Closed trentgill closed 3 years ago

trentgill commented 4 years ago

Add norns 'clock' module support to crow.

This allows for a variety of clock synchronization functions, and introduces the notion of a global clock on crow.

While the implementation will be substantially different from the norns version (using a single hardware timer for the clock base instead), it should present the same interface to the user.

extended features

timeline support. ie a table of time, function pairs that will be executed. useful for 'composition' style sequencing.

trentgill commented 4 years ago

The above notes aren't really relevant to the actual solution. Open PR #352 solves this issue by directly translating the norns implementation to using the system clock on crow.
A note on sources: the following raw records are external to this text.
use std::time::Duration;
use thiserror::Error;

/// A convenience `Result` alias using [`SwarmError`].
pub type SwarmResult<T> = Result<T, SwarmError>;

/// Top-level error type shared by every nanoswarm crate.
///
/// Backend failures are split into distinct variants ([`SwarmError::Timeout`],
/// [`SwarmError::Connection`], [`SwarmError::Api`]) so retry decisions can
/// match on the variant instead of parsing message text.
#[derive(Error, Debug)]
pub enum SwarmError {
    /// An error originating from a worker or the agentic loop.
    #[error("Agent error: {0}")]
    Agent(String),

    /// A call did not finish within its deadline.
    #[error("Timeout: {0}")]
    Timeout(String),

    /// The remote end could not be reached or dropped the connection.
    #[error("Connection error: {0}")]
    Connection(String),

    /// The LLM backend answered with a non-success HTTP status.
    #[error("API error {status}: {message}")]
    Api {
        /// HTTP status code returned by the backend.
        status: u16,
        /// Response body or provider error message.
        message: String,
        /// Server-provided `retry-after` hint, when present.
        retry_after: Option<Duration>,
    },

    /// Any other outbound HTTP failure (bad body, decode error, ...).
    #[error("HTTP error: {0}")]
    Http(String),

    /// A tool could not be set up or registered.
    #[error("Tool error: {0}")]
    Tool(String),

    /// The planner produced an unusable dependency plan.
    #[error("Planning error: {0}")]
    Planning(String),

    /// A state-store operation failed.
    #[error("State error: {0}")]
    State(String),

    /// A keyed record (session, task, agent) does not exist.
    #[error("Not found: {0}")]
    NotFound(String),

    /// An error in configuration parsing or validation.
    #[error("Config error: {0}")]
    Config(String),

    /// An error from an orchestrator tier.
    #[error("Orchestrator error: {0}")]
    Orchestrator(String),

    /// A JSON serialization or deserialization error.
    #[error("JSON error: {0}")]
    Json(#[from] serde_json::Error),

    /// A standard I/O error.
    #[error("IO error: {0}")]
    Io(#[from] std::io::Error),
}

impl SwarmError {
    /// Returns `true` for errors caused by a deadline being exceeded.
    pub fn is_timeout(&self) -> bool {
        matches!(self, SwarmError::Timeout(_))
    }

    /// The HTTP status carried by an [`SwarmError::Api`] error.
    pub fn status(&self) -> Option<u16> {
        match self {
            SwarmError::Api { status, .. } => Some(*status),
            _ => None,
        }
    }
}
The timing granularity is only 1ms so there is more jitter than on norns, but in general, it should be sufficient in all but the most extreme situations.
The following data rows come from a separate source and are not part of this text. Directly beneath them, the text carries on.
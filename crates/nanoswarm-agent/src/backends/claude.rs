use super::{http_client, read_json, status_error, transport_error, LlmBackend};
use crate::config::ModelConfig;
use crate::llm::{Completion, CompletionRequest, StopReason};
use async_trait::async_trait;
use nanoswarm_core::{Message, Role, SwarmError, SwarmResult, TokenUsage, ToolCall};
use serde::Serialize;
use serde_json::{json, Value};
use tracing::debug;

const ANTHROPIC_VERSION: &str = "2023-06-01";

/// Claude (Anthropic) API backend.
///
/// Tool calls travel as native `tool_use` / `tool_result` content blocks,
/// so no stream reassembly is needed here.
pub struct ClaudeBackend {
    config: ModelConfig,
    api_key: String,
    http: reqwest::Client,
}

#[derive(Serialize)]
struct ClaudeTool<'a> {
    name: &'a str,
    description: &'a str,
    input_schema: &'a Value,
}

impl ClaudeBackend {
    /// A backend for `config`.
    pub fn new(config: ModelConfig) -> SwarmResult<Self> {
        let http = http_client(config.request_timeout_secs)?;
        let api_key = config.resolved_api_key();
        Ok(Self {
            config,
            api_key,
            http,
        })
    }
}

#[async_trait]
impl LlmBackend for ClaudeBackend {
    async fn complete(&self, request: &CompletionRequest) -> SwarmResult<Completion> {
        let url = format!("{}/v1/messages", self.config.base_url());
        let (system, api_messages) = build_messages(request.system.as_deref(), &request.messages);

        let mut body = json!({
            "model": self.config.model_id,
            "max_tokens": request.max_tokens,
            "temperature": request.temperature,
            "messages": api_messages,
        });

        if let Some(sys) = system {
            body["system"] = json!(sys);
        }

        if !request.tools.is_empty() {
            let tools: Vec<ClaudeTool<'_>> = request
                .tools
                .iter()
                .map(|t| ClaudeTool {
                    name: &t.name,
                    description: &t.description,
                    input_schema: &t.parameters_schema,
                })
                .collect();
            body["tools"] = serde_json::to_value(&tools)?;
        }

        debug!(
            model = %self.config.model_id,
            messages = request.messages.len(),
            tools = request.tools.len(),
            "Claude request"
        );

        let resp = self
            .http
            .post(&url)
            .header("x-api-key", &self.api_key)
            .header("anthropic-version", ANTHROPIC_VERSION)
            .header("content-type", "application/json")
            .json(&body)
            .send()
            .await
            .map_err(transport_error)?;

        if !resp.status().is_success() {
            return Err(status_error(resp).await);
        }

        let resp_body = read_json(resp).await?;
        parse_claude_response(&resp_body)
    }

    fn name(&self) -> &str {
        "claude"
    }
}

/// Splits out the system prompt and converts the rest into Messages API
/// turns. System messages inside the conversation are appended to the
/// system prompt; consecutive tool results share one user turn.
pub(crate) fn build_messages(
    system_prompt: Option<&str>,
    messages: &[Message],
) -> (Option<String>, Vec<Value>) {
    let mut system: Vec<&str> = system_prompt.into_iter().collect();
    let mut out: Vec<Value> = Vec::new();
    let mut pending_results: Vec<Value> = Vec::new();

    for m in messages {
        if m.role == Role::Tool {
            pending_results.push(json!({
                "type": "tool_result",
                "tool_use_id": m.tool_call_id.as_deref().unwrap_or_default(),
                "content": m.content,
                "is_error": m.is_error,
            }));
            continue;
        }
        if !pending_results.is_empty() {
            out.push(json!({ "role": "user", "content": std::mem::take(&mut pending_results) }));
        }
        match m.role {
            Role::System => system.push(&m.content),
            Role::User => out.push(json!({ "role": "user", "content": m.content })),
            Role::Assistant if m.has_tool_calls() => {
                let mut blocks = Vec::new();
                if !m.content.is_empty() {
                    blocks.push(json!({ "type": "text", "text": m.content }));
                }
                for call in &m.tool_calls {
                    blocks.push(json!({
                        "type": "tool_use",
                        "id": call.id,
                        "name": call.name,
                        "input": call.arguments,
                    }));
                }
                out.push(json!({ "role": "assistant", "content": blocks }));
            }
            Role::Assistant => out.push(json!({ "role": "assistant", "content": m.content })),
            Role::Tool => {}
        }
    }
    if !pending_results.is_empty() {
        out.push(json!({ "role": "user", "content": pending_results }));
    }

    let system = if system.is_empty() {
        None
    } else {
        Some(system.join("\n\n"))
    };
    (system, out)
}

/// Parses a Messages API body.
pub fn parse_claude_response(body: &Value) -> SwarmResult<Completion> {
    let blocks = body["content"]
        .as_array()
        .ok_or_else(|| SwarmError::Http(format!("Response has no content blocks: {body}")))?;

    let mut text_parts: Vec<&str> = Vec::new();
    let mut tool_calls = Vec::new();
    for block in blocks {
        match block["type"].as_str() {
            Some("text") => {
                if let Some(t) = block["text"].as_str() {
                    text_parts.push(t);
                }
            }
            Some("tool_use") => tool_calls.push(ToolCall::new(
                block["id"].as_str().unwrap_or_default(),
                block["name"].as_str().unwrap_or_default(),
                block["input"].clone(),
            )),
            _ => {}
        }
    }

    let stop_reason = match body["stop_reason"].as_str() {
        Some(reason) => StopReason::from_provider(reason),
        None if !tool_calls.is_empty() => StopReason::ToolUse,
        None => StopReason::EndTurn,
    };

    Ok(Completion {
        text: text_parts.join(""),
        tool_calls,
        stop_reason,
        usage: TokenUsage {
            input_tokens: body["usage"]["input_tokens"].as_u64().unwrap_or(0),
            output_tokens: body["usage"]["output_tokens"].as_u64().unwrap_or(0),
        },
    })
}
There is an issue where the resumption of the clock routine is delayed slightly (by the event system), causing a subsequent clock.sync to miss a beat, or a clock.sleep to accumulate these small delays in a while loop. Could be solved by saving the timestamp of an event callback inside the clock's struct -- then, if that coroutine is re-entered within 1ms of it being resumed (ie assume it has called into lua to process the next code up to a clock.* event), use the saved timestamp as the reference point, rather than the 'now time' so events are registered at the right moment. (?)

clock sources

The main issue to be discussed is relating to clock-sources. Which ones, and how they should relate to normal crow usage:

clock.internal

This is the currently implemented clock source and seems to be working well. It's just an internal timer that accumulates over time. Interface is:

-- currently working
clock.set_source( 'internal' )
clock.internal.set_tempo( 160 )

clock.crow

Like on norns, this uses the crow input jacks as the clock source. Implemented in the same way with smoothing and clock divider. When crow is being clocked by the input jack there's no real need for the input jack to be accessible to a crow script, because you can use a clock routine with clock.sync(1) to create the same effect.
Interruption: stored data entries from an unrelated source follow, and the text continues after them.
//! Mid-tier domain lead: contextualize, delegate to the specialist
//! pipeline, review.

use crate::pipeline::{PipelineOutcome, SubPipeline};
use crate::prompts::{contextualize_prompt, enriched_task, lead_prompt, review_prompt};
use crate::scope::RunScope;
use nanoswarm_core::{AgentRole, DomainRole, Task, TaskResult};
use nanoswarm_state::{TaskCompletion, TaskStart};
use std::time::Instant;
use tracing::{info, warn};

/// Lead temperature.
pub const LEAD_TEMPERATURE: f32 = 0.05;

/// What a lead run produced, beyond its [`TaskResult`].
#[derive(Debug, Clone)]
pub struct LeadOutcome {
    /// The tier-level result.
    pub result: TaskResult,
    /// The specialist pipeline run.
    pub pipeline: PipelineOutcome,
}

/// One domain lead. It owns a worker for its own two calls and a
/// specialist pipeline for the work in between.
pub(crate) struct DomainLead {
    role: DomainRole,
    scope: RunScope,
    stage_limit: usize,
}

impl DomainLead {
    pub fn new(role: DomainRole, scope: RunScope, stage_limit: usize) -> Self {
        Self {
            role,
            scope,
            stage_limit,
        }
    }

    /// Runs the full cycle for `task`.
    ///
    /// The lead's output is its review, or the raw pipeline output when the
    /// review call failed. It fails only when every LLM call in its subtree
    /// failed. The tier task itself is journaled under `task.id`.
    pub async fn execute(&self, task: &Task) -> LeadOutcome {
        let start = Instant::now();
        let role = AgentRole::Lead(self.role);
        let worker = self.scope.worker(
            self.scope
                .config(role, lead_prompt(self.role))
                .with_temperature(LEAD_TEMPERATURE),
        );
        worker.initialize().await;

        let journal = self.scope.state.journal(&self.scope.session_id);
        if let Err(e) = journal
            .record_start(TaskStart {
                task_id: &task.id,
                agent_id: worker.id(),
                role,
                content: &task.content,
                parent_task_id: task.parent_task_id.as_deref(),
            })
            .await
        {
            warn!(task_id = %task.id, error = %e, "Journal start failed");
        }

        info!(domain = %self.role, task_id = %task.id, "Lead contextualizing");
        let ctx = worker
            .execute(&Task::new(contextualize_prompt(&task.content)).with_parent(&task.id))
            .await;
        let lead_context = if ctx.success {
            ctx.output.as_str()
        } else {
            warn!(domain = %self.role, error = ?ctx.error, "Contextualize failed; delegating raw task");
            ""
        };

        let pipeline = SubPipeline::new(self.role, self.scope.clone(), self.stage_limit)
            .execute(&enriched_task(&task.content, lead_context), Some(&task.id))
            .await;

        info!(domain = %self.role, task_id = %task.id, "Lead reviewing");
        let review = worker
            .execute(
                &Task::new(review_prompt(&task.content, &pipeline.final_output))
                    .with_parent(&task.id),
            )
            .await;

        let calls = pipeline.llm_calls + 2;
        let failures =
            pipeline.llm_failures + usize::from(!ctx.success) + usize::from(!review.success);
        let tokens = ctx.tokens_used + pipeline.total_tokens + review.tokens_used;
        let elapsed = start.elapsed();

        let result = if failures < calls {
            let output = if review.success {
                review.output.clone()
            } else {
                warn!(domain = %self.role, error = ?review.error, "Review failed; using pipeline output");
                pipeline.final_output.clone()
            };
            TaskResult::success(&task.id, worker.id(), role, output, elapsed, tokens)
        } else {
            let last = review.error.as_deref().unwrap_or("unknown error");
            TaskResult::failure(
                &task.id,
                worker.id(),
                role,
                format!("all {calls} LLM calls of the {} lead failed; last error: {last}", self.role),
                elapsed,
                tokens,
            )
        };

        let completion = TaskCompletion {
            output: result.output.clone(),
            success: result.success,
            error: result.error.clone(),
            tokens_used: tokens,
            duration: elapsed,
            tool_calls: Vec::new(),
        };
        if let Err(e) = journal.record_complete(&task.id, completion).await {
            warn!(task_id = %task.id, error = %e, "Journal completion failed");
        }
        worker.shutdown().await;

        info!(
            domain = %self.role,
            task_id = %task.id,
            success = result.success,
            tokens,
            failures,
            "Lead finished"
        );
        LeadOutcome { result, pipeline }
    }
}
clock.set_source( 'crow', 1 ) -- awkward calling it 'crow' on crow
clock.set_source( input[1] ) -- requires some metatable magic

It makes more sense for the user not to have the change event callback happen when the input is used to drive the clock. This actually makes the implementation really simple and has the benefit of reducing clock latency & jitter (the clock is driven direct from C, rather than via the lua VM).

clock.midi

TBD. This should be figured out once we have the USB MIDI working well, but will likely be a key usage of the MIDI connection (ie. to use crow to send MIDI synchronized clocks (whether with clock divs or swing etc).

clock actions

On norns, most of the clock interaction is handled by the menu system. setting tempo / reset etc is all done with a standardized menu, rather than from a script. obviously on crow we don't have a UI beyond the CV jacks, so any interface must be defined in-script. As such it makes sense to talk about what features are important to add to the documented API.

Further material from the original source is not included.